革聖・行円上人創建で革堂さんこと「第十九番札所 霊雄生麀山 革堂」

●宗派:天台宗
●御本尊:千手観世音菩薩
●開基:行円上人
●創建:寛弘元年(1004年)

《概要》
草創は寛弘元年(1004年)開祖の行円(ぎょうえん)上人が一条小川にあった一条北辺堂を修復し、行願寺と名付けたのに始まると伝えられています。

郷円上人はもと猟師で、射止めた雌シカが子を宿していたのを見て殺生を悔い、仏門に入ったといわれています。

上人は母鹿の皮に千手陀羅尼経を書いて衣とし、修行に励むとともに、苦しむ人たちを助け、仏の道を説いてまわりました。

比叡山の横川(よかわ)で修業したので、横川皮仙(かわひじり)とか革聖人と人々は呼び、革聖の建てた寺は革堂の愛称で呼ばれるようになりました。

行円上人が夢で告げられた加茂社の霊木で彫り上げた八尺の千手観音を本尊とし、一堂に安置したのが寺の起こりになります。

もとは一条油小路にありましたが、天正18年(1590年)、秀吉の寺町造営によって寺町荒神口へ移築され、次いで宝永5年(1708年)の火災の後に、現在の場所に移されました。

寺は民家や商店が軒を連ねる、昔ながらの京都の風情が感じられる場所にあり、長年上京町衆の会堂の役割も果たしてきました。

西面して立つ山門は、幕末の蛤(はまぐり)御門の変で焼け、明治3年(1870年)再建された医薬門になります。

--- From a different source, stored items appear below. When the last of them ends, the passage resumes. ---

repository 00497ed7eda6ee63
//! # LFU Cache with TTL Expiry
//!
//! [`TtlLfuCache`] wraps [`LfuCache`] with a per-cache time-to-live, using
//! the same lazy-expiry model as [`TtlLruCache`](crate::policy::lru_ttl):
//! deadlines are checked at the moment of each read, with an optional eager
//! sweep.
//!
//! ## Expiry precedes frequency
//!
//! The expiry check runs before any frequency accounting. A `get` on an
//! expired key evicts it and reports a miss without bumping anything, so a
//! dead entry can never climb the frequency ladder on its way out:
//!
//! ```text
//!   get(k)
//!     1. deadline passed?  → remove via the LFU core (map, bucket,
//!        min_freq all updated together), return None
//!     2. otherwise bump frequency, restamp deadline, return the value
//! ```
//!
//! All removal paths (lazy expiry, explicit `remove`, capacity eviction,
//! the sweep) funnel through the LFU core's own removal, which keeps its
//! bookkeeping consistent.
//!
//! Every clock-reading operation has an `_at(now: Instant)` twin; the public
//! names call them with `Instant::now()`.

use std::fmt;
use std::hash::Hash;
use std::time::{Duration, Instant};

use crate::ds::TtlValue;
use crate::error::ConfigError;
use crate::policy::lfu::LfuCache;

/// Frequency-ordered cache whose entries expire a fixed TTL after their last
/// write or successful read.
///
/// # Example
///
/// ```
/// use std::time::Duration;
/// use linkcache::policy::lfu_ttl::TtlLfuCache;
///
/// let mut cache = TtlLfuCache::try_new(16, Duration::from_secs(60)).unwrap();
/// cache.insert("hot", 1);
/// assert_eq!(cache.get(&"hot"), Some(&1));
/// ```
pub struct TtlLfuCache<K, V> {
    inner: LfuCache<K, TtlValue<V>>,
    ttl: Duration,
}

impl<K, V> TtlLfuCache<K, V>
where
    K: Eq + Hash + Clone,
{
    /// Creates a cache holding at most `capacity` entries, each living for
    /// `ttl` after its last write or successful read.
    ///
    /// # Errors
    ///
    /// Returns [`ConfigError`] if `capacity` is zero or `ttl` is zero.
    pub fn try_new(capacity: usize, ttl: Duration) -> Result<Self, ConfigError> {
        if ttl.is_zero() {
            return Err(ConfigError::new("ttl must be greater than 0"));
        }
        Ok(Self {
            inner: LfuCache::try_new(capacity)?,
            ttl,
        })
    }

    /// Evicts `key` if its entry has expired as of `now`.
    ///
    /// Uses `peek` so the check itself never touches the frequency ladder.
    fn expire_if_needed(&mut self, key: &K, now: Instant) -> bool {
        match self.inner.peek(key) {
            Some(entry) if entry.is_expired(now) => {
                self.inner.remove(key);
                true
            }
            _ => false,
        }
    }

    /// Inserts a key-value pair with a fresh TTL stamp.
    ///
    /// Returns the previous value if the key was resident, whether or not it
    /// was still live. On an existing key this counts as an access and
    /// raises its frequency; a new key lands in the frequency-1 bucket.
    pub fn insert(&mut self, key: K, value: V) -> Option<V> {
        self.insert_at(key, value, Instant::now())
    }

    /// [`insert`](Self::insert) with an explicit clock reading.
    pub fn insert_at(&mut self, key: K, value: V, now: Instant) -> Option<V> {
        self.inner
            .insert(key, TtlValue::new(value, self.ttl, now))
            .map(TtlValue::into_value)
    }

    /// Gets a value by key.
    ///
    /// An expired entry is evicted and reported as absent, without any
    /// frequency bump. A live hit raises the frequency and resets the TTL.
    pub fn get(&mut self, key: &K) -> Option<&V> {
        self.get_at(key, Instant::now())
    }

    /// [`get`](Self::get) with an explicit clock reading.
    pub fn get_at(&mut self, key: &K, now: Instant) -> Option<&V> {
        if self.expire_if_needed(key, now) {
            return None;
        }
        let entry = self.inner.get_mut(key)?;
        entry.reset(self.ttl, now);
        Some(entry.value())
    }

    /// Returns `true` if the key is present and live.
    ///
    /// An expired entry is evicted and reported as absent. Does not reset
    /// the TTL or bump the frequency.
    pub fn contains_key(&mut self, key: &K) -> bool {
        self.contains_key_at(key, Instant::now())
    }

    /// [`contains_key`](Self::contains_key) with an explicit clock reading.
    pub fn contains_key_at(&mut self, key: &K, now: Instant) -> bool {
        !self.expire_if_needed(key, now) && self.inner.contains(key)
    }

    /// Removes a key, returning its value if it was present and live.
    pub fn remove(&mut self, key: &K) -> Option<V> {
        self.remove_at(key, Instant::now())
    }

    /// [`remove`](Self::remove) with an explicit clock reading.
    pub fn remove_at(&mut self, key: &K, now: Instant) -> Option<V> {
        if self.expire_if_needed(key, now) {
            return None;
        }
        self.inner.remove(key).map(TtlValue::into_value)
    }

    /// Returns the access frequency of a live key.
    pub fn frequency(&self, key: &K) -> Option<u64> {
        self.inner.frequency(key)
    }

    /// Eagerly removes every expired entry, returning how many were removed.
    pub fn cleanup_expired(&mut self) -> usize {
        self.cleanup_expired_at(Instant::now())
    }

    /// [`cleanup_expired`](Self::cleanup_expired) with an explicit clock
    /// reading.
    pub fn cleanup_expired_at(&mut self, now: Instant) -> usize {
        let expired: Vec<K> = self
            .inner
            .iter()
            .filter(|(_, entry)| entry.is_expired(now))
            .map(|(key, _)| key.clone())
            .collect();
        for key in &expired {
            self.inner.remove(key);
        }
        expired.len()
    }

    /// Returns the number of resident entries.
    ///
    /// Expired-but-unswept entries are counted until something removes them.
    pub fn len(&self) -> usize {
        self.inner.len()
    }

    /// Returns `true` if no entries are resident.
    pub fn is_empty(&self) -> bool {
        self.inner.is_empty()
    }

    /// Returns the maximum number of entries.
    pub fn capacity(&self) -> usize {
        self.inner.capacity()
    }

    /// Returns the configured time-to-live.
    pub fn ttl(&self) -> Duration {
        self.ttl
    }

    /// Removes all entries. Capacity and TTL are unchanged.
    pub fn clear(&mut self) {
        self.inner.clear();
    }

    #[cfg(any(test, debug_assertions))]
    pub fn debug_validate_invariants(&self) {
        self.inner.debug_validate_invariants();
    }
}

impl<K, V> fmt::Debug for TtlLfuCache<K, V>
where
    K: Eq + Hash + Clone + fmt::Debug,
{
    fn fmt(&self, f: &mut fmt::Formatter<'_>) -> fmt::Result {
        f.debug_struct("TtlLfuCache")
            .field("len", &self.len())
            .field("capacity", &self.capacity())
            .field("ttl", &self.ttl)
            .finish()
    }
}
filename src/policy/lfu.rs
//! # LFU (Least Frequently Used) Cache
//!
//! Frequency-ordered cache using the classic O(1) frequency-bucket scheme:
//! entries with the same access count share a recency-ordered bucket list,
//! and a running `min_freq` points at the bucket holding the eviction
//! candidates.
//!
//! ## Architecture
//!
//! ```text
//!   map: FxHashMap<K, EntryMeta>        buckets: FxHashMap<u64, DoublyLinkedList<(K, V)>>
//!   ┌─────────┬──────────────┐
//!   │   key   │ freq, NodeId │            freq 1 (min_freq)    freq 2        freq 5
//!   ├─────────┼──────────────┤            ┌──────────────┐  ┌──────────┐  ┌──────────┐
//!   │  "a"    │  5, #0       │            │ front: "d"   │  │ "c"      │  │ "a"      │
//!   │  "b"    │  1, #1       │            │ back:  "b" ◄─┼── eviction    └──────────┘
//!   │  "c"    │  2, #2       │            └──────────────┘    candidate
//!   │  "d"    │  1, #3       │
//!   └─────────┴──────────────┘
//! ```
//!
//! ## Frequency lifecycle
//!
//! ```text
//!   insert (new key)         get / insert (existing key)        evict
//!   ──────────────────       ───────────────────────────        ─────────────────
//!   freq := 1                freq f → f+1                       pop back of the
//!   bucket[1] front          detach from bucket[f],             min_freq bucket
//!   min_freq := 1            attach front of bucket[f+1];       (least recent among
//!                            if bucket[f] emptied and           least frequent)
//!                            f == min_freq: min_freq := f+1
//! ```
//!
//! Empty buckets are dropped from the map immediately. `remove` may empty the
//! `min_freq` bucket while higher buckets survive; the new minimum is found by
//! scanning the remaining bucket keys (O(#distinct frequencies), a delete-only
//! cost).
//!
//! ## Performance
//! - `insert` / `get` / `peek` / `pop_lfu` / `frequency`: O(1) expected
//! - `remove`: O(1) expected plus a bucket-key scan when it empties the
//!   minimum bucket
//!
//! ## Thread Safety
//!
//! Not thread-safe; wrap externally for shared use.

use std::fmt;
use std::hash::Hash;
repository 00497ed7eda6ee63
//! Expiry envelope for TTL-aware caches.
//!
//! [`TtlValue`] pairs a cached value with its absolute expiry instant. The
//! TTL cache wrappers store `TtlValue<V>` inside a plain policy core and
//! consult [`TtlValue::is_expired`] on every read, so expiry is decided at
//! the moment of each call rather than by a background sweeper.
//!
//! All methods take an explicit `now: Instant` so callers control the clock;
//! the cache wrappers pass `Instant::now()` from their public entry points
//! and a fixed instant from tests.

use std::time::{Duration, Instant};

/// A cached value stamped with an absolute expiry instant.
#[derive(Debug, Clone, PartialEq, Eq)]
pub struct TtlValue<V> {
    value: V,
    expires_at: Instant,
}

impl<V> TtlValue<V> {
    /// Wraps `value`, expiring at `now + ttl`.
    pub fn new(value: V, ttl: Duration, now: Instant) -> Self {
        Self {
            value,
            expires_at: now + ttl,
        }
    }

    /// Returns `true` if the value has expired as of `now`.
    ///
    /// A value is expired exactly when `now >= expires_at`, so an entry whose
    /// lifetime has fully elapsed is expired, not borderline-live.
    pub fn is_expired(&self, now: Instant) -> bool {
        now >= self.expires_at
    }

    /// Restamps the expiry to `now + ttl`, extending the value's lifetime.
    pub fn reset(&mut self, ttl: Duration, now: Instant) {
        self.expires_at = now + ttl;
    }

    /// Returns the wrapped value.
    pub fn value(&self) -> &V {
        &self.value
    }

    /// Returns the wrapped value mutably.
    pub fn value_mut(&mut self) -> &mut V {
        &mut self.value
    }

    /// Unwraps into the inner value.
    pub fn into_value(self) -> V {
        self.value
    }

    /// Returns the absolute expiry instant.
    pub fn expires_at(&self) -> Instant {
        self.expires_at
    }
}
//! # LRU (Least Recently Used) Cache
//!
//! Recency-ordered cache: every access moves the entry to the front of an
//! ordering list, and when a new key would exceed capacity the entry at the
//! back (the least recently used) is evicted.
//!
//! ## Architecture
//!
//! ```text
//!   map: FxHashMap<K, NodeId>            order: DoublyLinkedList<(K, V)>
//!   ┌─────────┬─────────┐
//!   │   key   │ NodeId  │               front (MRU)            back (LRU)
//!   ├─────────┼─────────┤                  │                       │
//!   │  "a"    │   #2 ───┼──────────┐       ▼                       ▼
//!   │  "b"    │   #0 ───┼────┐   ┌────┐  ┌────┐                 ┌────┐
//!   │  "c"    │   #1 ───┼──┐ └──►│"b" │◄─┤"a" │◄── ... ────────►│"c" │
//!   └─────────┴─────────┘  │     └────┘  └────┘                 └────┘
//!                          └───────────────────────────────────────┘
//! ```
//!
//! The map provides O(1) key lookup; the handle it stores lets the list
//! promote or detach the entry in O(1) without positional search. The list
//! node carries the key alongside the value so eviction can clean up the map
//! without a reverse index.
//!
//! ## Operation Flow: `get` hit
//!
//! ```text
//!   get("a")
//!     1. map["a"] → NodeId #2
//!     2. order.move_to_front(#2)      (detach + attach at head, O(1))
//!     3. return &order[#2].value
//! ```
//!
//! ## Operation Flow: `insert` at capacity
//!
//! ```text
//!   insert("d", v)   with len == capacity, "d" not present
//!     1. order.pop_back() → ("c", _)  (LRU entry)
//!     2. map.remove("c")
//!     3. order.push_front(("d", v)) → NodeId
//!     4. map.insert("d", NodeId)
//! ```
//!
//! ## Performance
//! - `insert` / `get` / `peek` / `remove` / `pop_lru`: O(1) expected
//! - `recency_rank`: O(n) list walk
//!
//! ## Thread Safety
//!
//! Not thread-safe; wrap externally for shared use.

use std::fmt;
use std::hash::Hash;

use rustc_hash::FxHashMap;

use crate::ds::{DoublyLinkedList, NodeId};
use crate::error::ConfigError;
use crate::traits::{CoreCache, LruCacheTrait, MutableCache};

/// Recency-ordered cache with O(1) access and eviction.
///
/// # Example
///
/// ```
/// use linkcache::policy::lru::LruCache;
///
/// let mut cache = LruCache::try_new(2).unwrap();
/// cache.insert("a", 1);
/// cache.insert("b", 2);
///
/// // Reading "a" protects it; "b" becomes the eviction candidate.
/// assert_eq!(cache.get(&"a"), Some(&1));
/// cache.insert("c", 3);
///
/// assert!(cache.contains(&"a"));
/// assert!(!cache.contains(&"b"));
/// assert!(cache.contains(&"c"));
/// ```
pub struct LruCache<K, V> {
    map: FxHashMap<K, NodeId>,
    // Front is most recently used, back is the eviction candidate.
    order: DoublyLinkedList<(K, V)>,
    capacity: usize,
}

impl<K, V> LruCache<K, V>
where
    K: Eq + Hash + Clone,
{
    /// Creates a cache holding at most `capacity` entries.
    ///
    /// # Errors
    ///
    /// Returns [`ConfigError`] if `capacity` is zero.
    pub fn try_new(capacity: usize) -> Result<Self, ConfigError> {
        if capacity == 0 {
            return Err(ConfigError::new("capacity must be greater than 0"));
        }
        Ok(Self {
            map: FxHashMap::default(),
            order: DoublyLinkedList::with_capacity(capacity),
            capacity,
        })
    }

    /// Inserts a key-value pair, returning the previous value if any.
    ///
    /// Updating an existing key promotes it to most recently used. A new key
    /// at capacity first evicts the least recently used entry.
    pub fn insert(&mut self, key: K, value: V) -> Option<V> {
        if let Some(&id) = self.map.get(&key) {
            let (_, slot) = self
                .order
                .get_mut(id)
                .expect("lru map entry out of sync with list");
            let old = std::mem::replace(slot, value);
            self.order
                .move_to_front(id)
                .expect("lru map entry out of sync with list");
            return Some(old);
        }

        if self.map.len() >= self.capacity {
            self.pop_lru();
        }
        let id = self.order.push_front((key.clone(), value));
        self.map.insert(key, id);
        None
    }

    /// Gets a value by key, promoting the entry to most recently used.
    pub fn get(&mut self, key: &K) -> Option<&V> {
        let id = *self.map.get(key)?;
        self.order
            .move_to_front(id)
            .expect("lru map entry out of sync with list");
        self.order.get(id).map(|(_, v)| v)
    }

    /// Gets a mutable reference to a value, promoting the entry.
    pub fn get_mut(&mut self, key: &K) -> Option<&mut V> {
        let id = *self.map.get(key)?;
        self.order
            .move_to_front(id)
            .expect("lru map entry out of sync with list");
        self.order.get_mut(id).map(|(_, v)| v)
    }

    /// Gets a value by key without updating recency order.
    pub fn peek(&self, key: &K) -> Option<&V> {
        let id = *self.map.get(key)?;
        self.order.get(id).map(|(_, v)| v)
    }

    /// Returns `true` if the key is present; does not update recency order.
    pub fn contains(&self, key: &K) -> bool {
        self.map.contains_key(key)
    }

    /// Removes a key, returning its value if it was present.
    pub fn remove(&mut self, key: &K) -> Option<V> {
        let id = self.map.remove(key)?;
        let (_, value) = self
            .order
            .remove_node(id)
            .expect("lru map entry out of sync with list");
        Some(value)
    }

    /// Removes and returns the least recently used entry.
    pub fn pop_lru(&mut self) -> Option<(K, V)> {
        let (key, value) = self.order.pop_back()?;
        self.map.remove(&key);
        Some((key, value))
    }

    /// Peeks at the least recently used entry without removing it.
    pub fn peek_lru(&self) -> Option<(&K, &V)> {
        self.order.back().map(|(k, v)| (k, v))
    }

    /// Promotes a key to most recently used without reading its value.
    ///
    /// Returns `true` if the key was present.
    pub fn touch(&mut self, key: &K) -> bool {
        match self.map.get(key) {
            Some(&id) => {
                self.order
                    .move_to_front(id)
                    .expect("lru map entry out of sync with list");
                true
            }
            None => false,
        }
    }

    /// Returns the recency rank of a key (0 = most recent). O(n).
    pub fn recency_rank(&self, key: &K) -> Option<usize> {
        let id = *self.map.get(key)?;
        self.order.iter_ids().position(|candidate| candidate == id)
    }

    /// Iterates entries from most to least recently used.
    pub fn iter(&self) -> impl Iterator<Item = (&K, &V)> {
        self.order.iter().map(|(k, v)| (k, v))
    }

    /// Returns the number of entries in the cache.
    pub fn len(&self) -> usize {
        self.map.len()
    }

    /// Returns `true` if the cache is empty.
    pub fn is_empty(&self) -> bool {
        self.map.is_empty()
    }

    /// Returns the maximum number of entries.
    pub fn capacity(&self) -> usize {
        self.capacity
    }

    /// Removes all entries. Capacity is unchanged.
    pub fn clear(&mut self) {
        self.map.clear();
        self.order.clear();
    }

    #[cfg(any(test, debug_assertions))]
    pub fn debug_validate_invariants(&self) {
        assert!(self.map.len() <= self.capacity);
        assert_eq!(self.map.len(), self.order.len());
        self.order.debug_validate_invariants();
        for (key, &id) in &self.map {
            let (node_key, _) = self.order.get(id).expect("lru map entry out of sync");
            assert!(node_key == key);
        }
    }
}

impl<K, V> CoreCache<K, V> for LruCache<K, V>
where
    K: Eq + Hash + Clone,
{
    fn insert(&mut self, key: K, value: V) -> Option<V> {
        LruCache::insert(self, key, value)
    }

    fn get(&mut self, key: &K) -> Option<&V> {
        LruCache::get(self, key)
    }

    fn contains(&self, key: &K) -> bool {
        LruCache::contains(self, key)
    }

    fn len(&self) -> usize {
        LruCache::len(self)
    }

    fn capacity(&self) -> usize {
        LruCache::capacity(self)
    }

    fn clear(&mut self) {
        LruCache::clear(self)
    }
}

impl<K, V> MutableCache<K, V> for LruCache<K, V>
where
    K: Eq + Hash + Clone,
{
    fn remove(&mut self, key: &K) -> Option<V> {
        LruCache::remove(self, key)
    }
}

impl<K, V> LruCacheTrait<K, V> for LruCache<K, V>
where
    K: Eq + Hash + Clone,
{
    fn pop_lru(&mut self) -> Option<(K, V)> {
        LruCache::pop_lru(self)
    }

    fn peek_lru(&self) -> Option<(&K, &V)> {
        LruCache::peek_lru(self)
    }

    fn touch(&mut self, key: &K) -> bool {
        LruCache::touch(self, key)
    }

    fn recency_rank(&self, key: &K) -> Option<usize> {
        LruCache::recency_rank(self, key)
    }
}

impl<K, V> fmt::Debug for LruCache<K, V>
where
    K: Eq + Hash + Clone + fmt::Debug,
{
    fn fmt(&self, f: &mut fmt::Formatter<'_>) -> fmt::Result {
        f.debug_struct("LruCache")
            .field("len", &self.len())
            .field("capacity", &self.capacity)
            .field("mru", &self.order.front().map(|(k, _)| k))
            .field("lru", &self.order.back().map(|(k, _)| k))
            .finish()
    }
}

impl<K, V> Extend<(K, V)> for LruCache<K, V>
where
    K: Eq + Hash + Clone,
{
    fn extend<I: IntoIterator<Item = (K, V)>>(&mut self, iter: I) {
        for (key, value) in iter {
            self.insert(key, value);
        }
    }
}
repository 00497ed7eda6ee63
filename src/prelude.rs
//! Flat re-exports of the crate's public surface.
//!
//! ```
//! use linkcache::prelude::*;
//!
//! let mut cache = LruCache::try_new(8).unwrap();
//! cache.insert("k", 1);
//! assert_eq!(cache.get(&"k"), Some(&1));
//! ```

pub use crate::ds::{DoublyLinkedList, NodeId, TtlValue};
pub use crate::error::{ConfigError, OwnershipError};
pub use crate::policy::lfu::LfuCache;
pub use crate::policy::lfu_ttl::TtlLfuCache;
pub use crate::policy::lru::LruCache;
pub use crate::policy::lru_ttl::TtlLruCache;
pub use crate::traits::{CoreCache, LfuCacheTrait, LruCacheTrait, MutableCache};
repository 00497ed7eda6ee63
//! linkcache: LRU, LFU, and TTL cache policies built on a shared
//! handle-addressable doubly linked list.
//!
//! The [`ds::DoublyLinkedList`] primitive provides O(1) splice and removal
//! through stable [`ds::NodeId`] handles; the [`policy`] module builds the
//! four caches on top of it. See the module docs for per-policy semantics.

pub mod ds;
pub mod error;
pub mod policy;
pub mod prelude;
pub mod traits;
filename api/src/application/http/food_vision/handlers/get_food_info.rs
use axum::{extract::State, http::HeaderMap};
use foodvision_core::domain::food_vision::{
    entities::FoodInfo, ports::FoodRecognitionService, value_objects::FoodInfoInput,
};

use crate::application::http::{
    food_vision::{handlers::session_scope, validators::FoodInfoRequest},
    server::{
        api_entities::{
            api_error::{ApiError, ApiErrorResponse, ValidateJson},
            response::Response,
        },
        app_state::AppState,
    },
};

#[utoipa::path(
    post,
    path = "/food-info",
    tag = "food-vision",
    summary = "Get information about a food",
    description = "Answers an info category about the named food, or about the last detected one when food_name is empty. Also served at /food_info.",
    request_body = FoodInfoRequest,
    params(
        ("x-session-id" = Option<String>, Header, description = "Reads the detection made with the same session id"),
    ),
    responses(
        (status = 200, body = FoodInfo),
        (status = 400, body = ApiErrorResponse),
        (status = 500, body = ApiErrorResponse)
    ),
)]
pub async fn get_food_info<S>(
    State(state): State<AppState<S>>,
    headers: HeaderMap,
    ValidateJson(payload): ValidateJson<FoodInfoRequest>,
) -> Result<Response<FoodInfo>, ApiError>
where
    S: FoodRecognitionService + 'static,
{
    let scope = session_scope(&headers)?;

    let info = state
        .service
        .get_food_info(FoodInfoInput {
            food_name: payload.food_name,
            info_type: payload.info_type,
            language: payload.lang,
            scope,
        })
        .await
        .map_err(ApiError::from)?;

    Ok(Response::OK(info))
}
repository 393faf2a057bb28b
pub mod api_entities;
pub mod app_state;
pub mod http_server;
pub mod openapi;
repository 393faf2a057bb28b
pub mod services;
pub mod value_objects;

pub use services::ProviderKeyRing;
pub use value_objects::Credential;
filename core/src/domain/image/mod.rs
pub mod entities;
pub mod services;

pub use entities::{ImageEncoding, TemporaryAsset, ValidatedRaster};
pub use services::ImageIngestor;
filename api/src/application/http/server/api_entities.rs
pub mod api_error;
pub mod response;
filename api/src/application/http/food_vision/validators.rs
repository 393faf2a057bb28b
use foodvision_core::domain::{
    food_vision::entities::DetectedFood,
    prompt::value_objects::{DEFAULT_LANGUAGE, INFO_CATEGORIES},
};
use serde::{Deserialize, Serialize};
use utoipa::ToSchema;
use validator::Validate;

fn default_language() -> String {
    DEFAULT_LANGUAGE.to_string()
}

/// Follow-up query. `info_type` is free text; any value is forwarded as is.
#[derive(Debug, Serialize, Deserialize, ToSchema, Validate)]
pub struct FoodInfoRequest {
    #[serde(default)]
    #[schema(example = "Jollof rice")]
    #[validate(length(max = 200, message = "food_name must be at most 200 characters"))]
    pub food_name: Option<String>,

    #[schema(example = "Calories content")]
    #[validate(length(max = 200, message = "info_type must be at most 200 characters"))]
    pub info_type: String,

    #[serde(default = "default_language")]
    #[schema(example = "english")]
    #[validate(length(max = 50, message = "lang must be at most 50 characters"))]
    pub lang: String,
}

/// Multipart body accepted by the detection endpoints.
#[derive(Debug, ToSchema)]
pub struct DetectFoodForm {
    #[schema(value_type = String, format = Binary)]
    pub image: Vec<u8>,
    #[schema(example = "english")]
    pub lang: Option<String>,
}

#[derive(Debug, PartialEq, Serialize, Deserialize, ToSchema)]
pub struct DetectFoodResponse {
    #[schema(example = "Jollof rice")]
    pub food_name: String,
    #[schema(example = "Detected food: Jollof rice")]
    pub message: String,
    /// Info categories the client can ask about next.
    pub options: Vec<String>,
}

impl From<DetectedFood> for DetectFoodResponse {
    fn from(detected: DetectedFood) -> Self {
        Self {
            message: format!("Detected food: {}", detected.food_name),
            food_name: detected.food_name,
            options: info_categories(),
        }
    }
}

#[derive(Debug, PartialEq, Serialize, Deserialize, ToSchema)]
pub struct InfoTypesResponse {
    pub data: Vec<String>,
}

#[derive(Debug, PartialEq, Serialize, Deserialize, ToSchema)]
pub struct WelcomeResponse {
    pub message: String,
    pub endpoints: Vec<String>,
    pub info_types: Vec<String>,
}

pub fn info_categories() -> Vec<String> {
    INFO_CATEGORIES.iter().map(|c| c.to_string()).collect()
}

#[cfg(test)]
mod tests {
    use super::*;

    #[test]
    fn test_info_request_defaults() {
        let request: FoodInfoRequest =
            serde_json::from_str(r#"{"info_type": "Ingredients"}"#).unwrap();
        assert_eq!(request.food_name, None);
        assert_eq!(request.lang, "english");
        assert!(request.validate().is_ok());
    }

    #[test]
    fn test_info_request_accepts_any_info_type() {
        let request: FoodInfoRequest = serde_json::from_str(
            r#"{"food_name": "", "info_type": "Which aunty cooks it best", "lang": "igbo"}"#,
        )
        .unwrap();
        assert!(request.validate().is_ok());
    }

    #[test]
    fn test_info_request_rejects_oversized_fields() {
        let request = FoodInfoRequest {
            food_name: Some("x".repeat(201)),
            info_type: "Ingredients".to_string(),
            lang: default_language(),
        };
        assert!(request.validate().is_err());
    }

    #[test]
    fn test_detect_response_lists_options() {
        let response = DetectFoodResponse::from(DetectedFood {
            food_name: "Suya".to_string(),
        });
        assert_eq!(response.message, "Detected food: Suya");
        assert_eq!(response.options.len(), 8);
    }
}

正面の本堂は入母屋造本瓦葺で、千鳥破風の向拝に、檜皮葺の唐破風の軒先を付け、文化12年(1815年)の棟札が残っており、京都市指定文化財となっています。

本堂外陣の格天井には本堂建立に尽力した人々が奉納した171面の花鳥の彫刻が施されています。

須弥壇中央の厨子の中には行円自刻の身の丈8尺(約2m40cm)の十一面千手千眼観音像を安置しており、本尊に向かって右には地蔵菩薩立像、左側の厨子には元三(がんさん)大師を祀っています。

本堂のほかに文化年間の建物としては文化元年(1804年)建立の鐘楼(京都市指定文化財)、文化10年建立の鎮宅霊符神堂、文化12年建立の愛染堂、文化14年建立の庫裏があります。

また宝物館には奉公先の主人に殺された娘を絵馬に描いて奉納したといわれる幽霊絵馬があり、毎年8月22日と23日に公開されています。

都七福神の一つで、境内には寿老人(じゅろうじん)を祀った寿老人堂がたち、初詣や毎月7日の都七福神縁日には長寿延命を願う多くの人が訪れます。

《参詣ガイド》
京都御苑の東側を南北に延びる寺町通と、丸太町(まるたまち)通との交差点から100mほど南の東側に、尼僧の守る観音の寺、革堂が山門を構えています。

バスであれば、河原町丸太町で下りれば徒歩5分ほどで、地下鉄東西線市役所前駅や京阪丸太町駅からも10分弱で到着します。

寺町通は豊臣秀吉の時、市中の寺が集められたところからその名が付き、現在ではお茶や筆墨、紙、古道具、古書などを扱う老舗が多く、落ち着いた佇まいの町並みが続いています。

寺は現在地に移転して300年が経ち、町の中にすっかり溶け込んで、近くに住む人が朝に夕に訪れています。